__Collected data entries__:
------------------------------------------------------------

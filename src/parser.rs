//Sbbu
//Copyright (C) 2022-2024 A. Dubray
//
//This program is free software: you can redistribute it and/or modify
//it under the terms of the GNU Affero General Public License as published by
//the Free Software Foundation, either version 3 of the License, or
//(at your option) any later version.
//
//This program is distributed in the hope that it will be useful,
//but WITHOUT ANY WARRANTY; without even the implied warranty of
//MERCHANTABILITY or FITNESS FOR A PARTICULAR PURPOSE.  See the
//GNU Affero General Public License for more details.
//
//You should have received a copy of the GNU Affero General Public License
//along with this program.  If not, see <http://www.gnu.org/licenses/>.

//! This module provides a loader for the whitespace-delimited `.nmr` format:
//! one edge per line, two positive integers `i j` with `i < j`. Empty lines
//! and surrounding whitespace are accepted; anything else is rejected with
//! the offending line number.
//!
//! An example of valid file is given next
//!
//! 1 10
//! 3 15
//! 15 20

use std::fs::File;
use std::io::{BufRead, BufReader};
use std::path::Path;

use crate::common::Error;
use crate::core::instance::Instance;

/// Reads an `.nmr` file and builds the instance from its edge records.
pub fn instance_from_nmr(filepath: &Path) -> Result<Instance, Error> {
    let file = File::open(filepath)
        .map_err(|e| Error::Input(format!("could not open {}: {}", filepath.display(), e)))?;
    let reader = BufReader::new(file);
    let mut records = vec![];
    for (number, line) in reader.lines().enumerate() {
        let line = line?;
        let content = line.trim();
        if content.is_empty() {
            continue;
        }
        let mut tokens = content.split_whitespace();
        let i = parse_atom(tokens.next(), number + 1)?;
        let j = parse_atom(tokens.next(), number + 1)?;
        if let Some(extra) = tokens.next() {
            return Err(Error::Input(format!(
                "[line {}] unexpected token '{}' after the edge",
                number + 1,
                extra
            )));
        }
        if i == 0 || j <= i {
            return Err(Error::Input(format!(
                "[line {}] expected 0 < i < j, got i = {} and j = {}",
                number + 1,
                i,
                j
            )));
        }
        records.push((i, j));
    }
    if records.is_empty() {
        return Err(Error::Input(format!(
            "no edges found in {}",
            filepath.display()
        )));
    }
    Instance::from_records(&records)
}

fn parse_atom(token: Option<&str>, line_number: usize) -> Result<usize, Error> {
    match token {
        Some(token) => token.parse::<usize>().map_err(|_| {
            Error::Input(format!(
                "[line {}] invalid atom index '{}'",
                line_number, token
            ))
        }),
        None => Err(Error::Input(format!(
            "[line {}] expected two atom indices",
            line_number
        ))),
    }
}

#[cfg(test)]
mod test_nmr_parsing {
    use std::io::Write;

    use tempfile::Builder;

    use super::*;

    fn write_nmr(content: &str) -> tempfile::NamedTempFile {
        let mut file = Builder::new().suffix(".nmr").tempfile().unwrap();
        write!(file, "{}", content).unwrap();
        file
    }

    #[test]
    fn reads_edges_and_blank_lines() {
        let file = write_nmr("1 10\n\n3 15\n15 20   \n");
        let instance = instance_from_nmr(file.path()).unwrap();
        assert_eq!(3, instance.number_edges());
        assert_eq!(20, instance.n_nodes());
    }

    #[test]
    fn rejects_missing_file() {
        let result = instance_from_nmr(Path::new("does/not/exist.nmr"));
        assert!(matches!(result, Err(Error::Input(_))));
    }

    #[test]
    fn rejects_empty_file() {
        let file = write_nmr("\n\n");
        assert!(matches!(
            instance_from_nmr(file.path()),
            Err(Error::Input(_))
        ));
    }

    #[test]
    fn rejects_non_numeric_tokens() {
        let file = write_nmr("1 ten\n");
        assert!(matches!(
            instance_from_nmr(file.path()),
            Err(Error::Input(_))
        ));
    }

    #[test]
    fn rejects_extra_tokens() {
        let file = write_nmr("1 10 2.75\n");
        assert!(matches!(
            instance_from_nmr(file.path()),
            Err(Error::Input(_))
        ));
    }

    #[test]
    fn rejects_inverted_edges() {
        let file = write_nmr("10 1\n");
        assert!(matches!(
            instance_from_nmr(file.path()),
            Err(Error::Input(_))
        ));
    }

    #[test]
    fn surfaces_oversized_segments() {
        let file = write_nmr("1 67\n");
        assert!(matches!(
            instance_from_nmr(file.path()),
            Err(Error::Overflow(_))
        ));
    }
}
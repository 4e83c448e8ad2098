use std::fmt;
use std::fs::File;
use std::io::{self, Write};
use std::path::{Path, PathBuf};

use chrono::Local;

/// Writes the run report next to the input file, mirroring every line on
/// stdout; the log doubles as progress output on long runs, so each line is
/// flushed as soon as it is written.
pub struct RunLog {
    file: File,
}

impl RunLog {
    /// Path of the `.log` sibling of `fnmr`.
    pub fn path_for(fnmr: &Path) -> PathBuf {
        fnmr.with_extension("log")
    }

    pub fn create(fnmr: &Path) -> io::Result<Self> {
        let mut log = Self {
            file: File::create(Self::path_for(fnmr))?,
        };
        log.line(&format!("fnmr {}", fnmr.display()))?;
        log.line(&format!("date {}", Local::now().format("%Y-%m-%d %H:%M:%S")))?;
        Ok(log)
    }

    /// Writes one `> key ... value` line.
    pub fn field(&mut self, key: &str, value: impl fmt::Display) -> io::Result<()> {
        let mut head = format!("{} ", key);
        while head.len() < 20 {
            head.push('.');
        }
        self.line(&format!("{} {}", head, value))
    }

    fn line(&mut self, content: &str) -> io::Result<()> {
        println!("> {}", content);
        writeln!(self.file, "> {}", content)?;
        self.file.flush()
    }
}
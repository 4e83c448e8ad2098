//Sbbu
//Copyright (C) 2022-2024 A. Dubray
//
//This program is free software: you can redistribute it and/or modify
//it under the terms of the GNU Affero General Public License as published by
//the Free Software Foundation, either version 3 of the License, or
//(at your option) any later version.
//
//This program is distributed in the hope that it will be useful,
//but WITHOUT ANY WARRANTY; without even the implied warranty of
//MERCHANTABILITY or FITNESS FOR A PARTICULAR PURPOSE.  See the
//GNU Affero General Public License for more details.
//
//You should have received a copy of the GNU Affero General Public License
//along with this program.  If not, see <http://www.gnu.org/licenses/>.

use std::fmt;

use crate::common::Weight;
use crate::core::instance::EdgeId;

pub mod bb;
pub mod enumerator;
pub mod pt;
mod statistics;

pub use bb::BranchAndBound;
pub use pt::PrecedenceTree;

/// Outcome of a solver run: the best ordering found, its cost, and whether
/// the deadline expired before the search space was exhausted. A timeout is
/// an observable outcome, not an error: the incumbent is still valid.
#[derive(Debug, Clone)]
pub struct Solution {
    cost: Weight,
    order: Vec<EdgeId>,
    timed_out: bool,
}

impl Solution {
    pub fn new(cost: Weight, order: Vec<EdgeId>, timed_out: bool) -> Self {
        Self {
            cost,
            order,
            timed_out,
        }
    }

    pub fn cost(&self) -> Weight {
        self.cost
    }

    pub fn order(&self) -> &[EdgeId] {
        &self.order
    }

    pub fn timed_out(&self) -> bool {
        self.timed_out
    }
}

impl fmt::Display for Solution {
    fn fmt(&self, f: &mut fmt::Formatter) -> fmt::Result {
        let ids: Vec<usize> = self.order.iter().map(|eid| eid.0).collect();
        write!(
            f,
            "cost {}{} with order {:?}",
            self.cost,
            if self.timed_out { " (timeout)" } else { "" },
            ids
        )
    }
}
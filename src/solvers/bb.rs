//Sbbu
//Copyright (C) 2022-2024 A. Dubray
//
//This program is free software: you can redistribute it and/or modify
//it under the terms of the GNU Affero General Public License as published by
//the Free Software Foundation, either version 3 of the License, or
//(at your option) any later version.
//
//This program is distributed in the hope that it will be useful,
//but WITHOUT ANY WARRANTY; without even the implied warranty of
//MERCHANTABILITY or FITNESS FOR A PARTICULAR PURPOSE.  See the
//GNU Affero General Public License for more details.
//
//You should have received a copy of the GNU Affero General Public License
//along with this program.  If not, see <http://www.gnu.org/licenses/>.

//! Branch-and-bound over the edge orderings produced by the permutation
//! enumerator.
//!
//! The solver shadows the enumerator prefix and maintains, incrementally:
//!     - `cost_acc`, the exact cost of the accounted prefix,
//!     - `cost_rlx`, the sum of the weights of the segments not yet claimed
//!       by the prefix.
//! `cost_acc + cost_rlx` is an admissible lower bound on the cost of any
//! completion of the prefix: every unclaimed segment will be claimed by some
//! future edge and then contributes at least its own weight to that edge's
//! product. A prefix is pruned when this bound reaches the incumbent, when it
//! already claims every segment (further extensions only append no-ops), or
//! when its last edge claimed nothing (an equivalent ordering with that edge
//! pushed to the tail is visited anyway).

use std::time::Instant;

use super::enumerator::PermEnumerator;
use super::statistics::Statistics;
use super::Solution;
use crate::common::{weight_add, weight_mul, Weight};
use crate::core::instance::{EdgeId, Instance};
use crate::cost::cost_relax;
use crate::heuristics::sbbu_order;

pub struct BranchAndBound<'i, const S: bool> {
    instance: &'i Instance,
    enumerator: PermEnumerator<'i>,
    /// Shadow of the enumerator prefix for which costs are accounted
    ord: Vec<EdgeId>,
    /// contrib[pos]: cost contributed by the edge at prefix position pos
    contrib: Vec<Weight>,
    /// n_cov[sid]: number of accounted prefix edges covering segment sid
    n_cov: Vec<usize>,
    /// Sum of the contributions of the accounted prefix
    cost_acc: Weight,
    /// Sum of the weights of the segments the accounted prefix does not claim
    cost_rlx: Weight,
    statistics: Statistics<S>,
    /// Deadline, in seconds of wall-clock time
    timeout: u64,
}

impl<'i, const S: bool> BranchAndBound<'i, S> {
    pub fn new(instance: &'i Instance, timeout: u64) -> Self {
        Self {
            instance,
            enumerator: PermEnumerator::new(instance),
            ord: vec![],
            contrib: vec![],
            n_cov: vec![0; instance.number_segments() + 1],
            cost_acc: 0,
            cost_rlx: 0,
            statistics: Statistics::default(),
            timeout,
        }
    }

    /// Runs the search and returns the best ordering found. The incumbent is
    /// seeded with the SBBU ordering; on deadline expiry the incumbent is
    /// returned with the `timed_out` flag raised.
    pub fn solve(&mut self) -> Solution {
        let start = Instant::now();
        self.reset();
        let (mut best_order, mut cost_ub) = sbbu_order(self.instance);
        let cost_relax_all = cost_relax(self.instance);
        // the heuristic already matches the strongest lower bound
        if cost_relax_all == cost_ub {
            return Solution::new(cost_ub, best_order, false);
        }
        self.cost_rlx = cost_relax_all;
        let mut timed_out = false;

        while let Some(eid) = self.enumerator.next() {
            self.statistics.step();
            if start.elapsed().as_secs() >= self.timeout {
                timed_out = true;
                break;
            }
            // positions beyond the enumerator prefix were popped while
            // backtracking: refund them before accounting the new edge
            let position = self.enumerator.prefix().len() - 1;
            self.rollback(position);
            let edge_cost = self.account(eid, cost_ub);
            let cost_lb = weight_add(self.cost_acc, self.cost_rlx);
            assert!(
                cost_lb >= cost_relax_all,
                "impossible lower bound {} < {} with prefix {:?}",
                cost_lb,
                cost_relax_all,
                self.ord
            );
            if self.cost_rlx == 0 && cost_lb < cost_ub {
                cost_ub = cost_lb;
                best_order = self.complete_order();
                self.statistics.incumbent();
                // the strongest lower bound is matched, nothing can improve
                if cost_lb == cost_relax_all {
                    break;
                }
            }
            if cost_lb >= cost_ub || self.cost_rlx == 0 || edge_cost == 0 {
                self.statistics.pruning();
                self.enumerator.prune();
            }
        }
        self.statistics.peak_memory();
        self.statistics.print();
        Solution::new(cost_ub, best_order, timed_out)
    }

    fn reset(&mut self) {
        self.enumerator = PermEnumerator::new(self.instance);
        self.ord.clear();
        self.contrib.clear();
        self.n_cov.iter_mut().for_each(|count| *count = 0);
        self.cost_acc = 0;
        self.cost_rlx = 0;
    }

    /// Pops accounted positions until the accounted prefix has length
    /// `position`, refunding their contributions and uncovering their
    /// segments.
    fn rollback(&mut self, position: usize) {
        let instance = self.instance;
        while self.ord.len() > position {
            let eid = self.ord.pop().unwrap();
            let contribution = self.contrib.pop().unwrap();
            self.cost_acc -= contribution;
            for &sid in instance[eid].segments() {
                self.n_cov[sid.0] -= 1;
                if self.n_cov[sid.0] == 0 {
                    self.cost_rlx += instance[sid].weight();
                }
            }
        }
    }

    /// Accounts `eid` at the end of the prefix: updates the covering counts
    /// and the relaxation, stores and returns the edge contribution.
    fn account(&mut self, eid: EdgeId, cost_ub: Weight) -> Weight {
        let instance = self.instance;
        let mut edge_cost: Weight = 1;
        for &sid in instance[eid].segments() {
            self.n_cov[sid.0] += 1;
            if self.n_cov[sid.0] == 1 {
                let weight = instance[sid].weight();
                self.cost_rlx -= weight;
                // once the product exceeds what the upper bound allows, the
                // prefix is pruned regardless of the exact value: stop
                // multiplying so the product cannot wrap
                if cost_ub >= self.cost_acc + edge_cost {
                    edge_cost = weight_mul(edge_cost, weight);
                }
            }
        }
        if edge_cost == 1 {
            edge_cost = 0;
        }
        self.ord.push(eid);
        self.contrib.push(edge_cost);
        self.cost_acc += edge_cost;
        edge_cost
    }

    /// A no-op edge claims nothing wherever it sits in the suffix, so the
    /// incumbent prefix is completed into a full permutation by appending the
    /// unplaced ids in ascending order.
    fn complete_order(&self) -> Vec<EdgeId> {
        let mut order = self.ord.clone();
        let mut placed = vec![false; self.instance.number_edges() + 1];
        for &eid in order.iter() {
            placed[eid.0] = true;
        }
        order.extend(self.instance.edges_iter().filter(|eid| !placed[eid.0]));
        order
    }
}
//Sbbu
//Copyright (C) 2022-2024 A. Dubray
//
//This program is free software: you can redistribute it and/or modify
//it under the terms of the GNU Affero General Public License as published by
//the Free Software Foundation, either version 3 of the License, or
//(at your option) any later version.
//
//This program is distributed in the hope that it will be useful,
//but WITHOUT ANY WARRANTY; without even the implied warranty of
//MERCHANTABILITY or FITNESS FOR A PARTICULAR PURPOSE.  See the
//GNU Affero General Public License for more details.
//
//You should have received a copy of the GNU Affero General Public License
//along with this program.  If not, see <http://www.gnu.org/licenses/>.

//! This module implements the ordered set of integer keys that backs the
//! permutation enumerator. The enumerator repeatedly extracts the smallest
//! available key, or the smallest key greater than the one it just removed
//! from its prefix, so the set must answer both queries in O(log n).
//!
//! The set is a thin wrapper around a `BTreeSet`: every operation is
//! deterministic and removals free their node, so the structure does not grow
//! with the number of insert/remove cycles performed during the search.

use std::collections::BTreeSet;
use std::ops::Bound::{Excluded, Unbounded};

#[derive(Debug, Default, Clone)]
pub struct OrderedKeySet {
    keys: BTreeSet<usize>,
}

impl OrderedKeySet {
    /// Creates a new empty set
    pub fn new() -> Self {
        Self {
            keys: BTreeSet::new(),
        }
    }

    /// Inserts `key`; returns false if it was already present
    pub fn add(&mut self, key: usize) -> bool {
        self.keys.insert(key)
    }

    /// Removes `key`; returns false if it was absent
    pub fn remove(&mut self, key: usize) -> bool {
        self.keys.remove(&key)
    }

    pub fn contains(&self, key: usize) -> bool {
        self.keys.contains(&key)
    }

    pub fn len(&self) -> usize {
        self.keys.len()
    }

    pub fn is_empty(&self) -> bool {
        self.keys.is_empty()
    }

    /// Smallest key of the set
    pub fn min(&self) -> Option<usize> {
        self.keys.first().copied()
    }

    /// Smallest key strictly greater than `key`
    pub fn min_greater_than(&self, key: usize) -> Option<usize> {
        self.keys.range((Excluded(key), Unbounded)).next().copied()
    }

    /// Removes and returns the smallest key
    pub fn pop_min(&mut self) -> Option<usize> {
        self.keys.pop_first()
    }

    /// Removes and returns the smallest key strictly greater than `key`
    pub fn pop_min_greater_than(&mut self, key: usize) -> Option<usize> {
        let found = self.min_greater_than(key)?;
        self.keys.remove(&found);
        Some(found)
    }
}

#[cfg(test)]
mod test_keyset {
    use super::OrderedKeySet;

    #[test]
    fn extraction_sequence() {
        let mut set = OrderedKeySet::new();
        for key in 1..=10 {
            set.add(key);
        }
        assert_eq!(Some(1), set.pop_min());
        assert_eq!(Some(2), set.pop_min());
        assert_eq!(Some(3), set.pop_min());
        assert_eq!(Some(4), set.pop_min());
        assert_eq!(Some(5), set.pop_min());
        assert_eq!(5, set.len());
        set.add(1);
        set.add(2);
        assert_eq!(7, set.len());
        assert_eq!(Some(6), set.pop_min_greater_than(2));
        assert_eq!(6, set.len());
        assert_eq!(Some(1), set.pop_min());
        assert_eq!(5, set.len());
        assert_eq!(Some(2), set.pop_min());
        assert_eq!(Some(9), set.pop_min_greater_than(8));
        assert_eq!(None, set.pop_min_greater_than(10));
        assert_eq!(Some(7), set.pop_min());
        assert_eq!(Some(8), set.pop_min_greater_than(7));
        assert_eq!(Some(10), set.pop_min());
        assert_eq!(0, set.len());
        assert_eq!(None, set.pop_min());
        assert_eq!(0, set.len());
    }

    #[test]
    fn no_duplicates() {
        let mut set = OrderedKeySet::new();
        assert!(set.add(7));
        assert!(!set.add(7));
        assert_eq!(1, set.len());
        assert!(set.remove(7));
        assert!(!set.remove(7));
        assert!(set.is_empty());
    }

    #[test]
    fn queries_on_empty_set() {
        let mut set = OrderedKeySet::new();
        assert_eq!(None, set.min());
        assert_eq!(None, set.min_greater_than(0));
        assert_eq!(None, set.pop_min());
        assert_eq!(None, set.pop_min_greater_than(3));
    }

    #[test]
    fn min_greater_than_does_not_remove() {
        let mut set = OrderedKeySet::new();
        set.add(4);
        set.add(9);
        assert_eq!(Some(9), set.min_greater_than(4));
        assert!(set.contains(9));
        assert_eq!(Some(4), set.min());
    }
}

------------------------------------------------------------

__WORK INSTRUCTIONS__:
The required answer is each line of the entries containing the string "common".

__WRITTEN SOLUTION__:
use crate::common::Error;
use crate::common::Weight;
use crate::common::{weight_add, weight_mul, Weight};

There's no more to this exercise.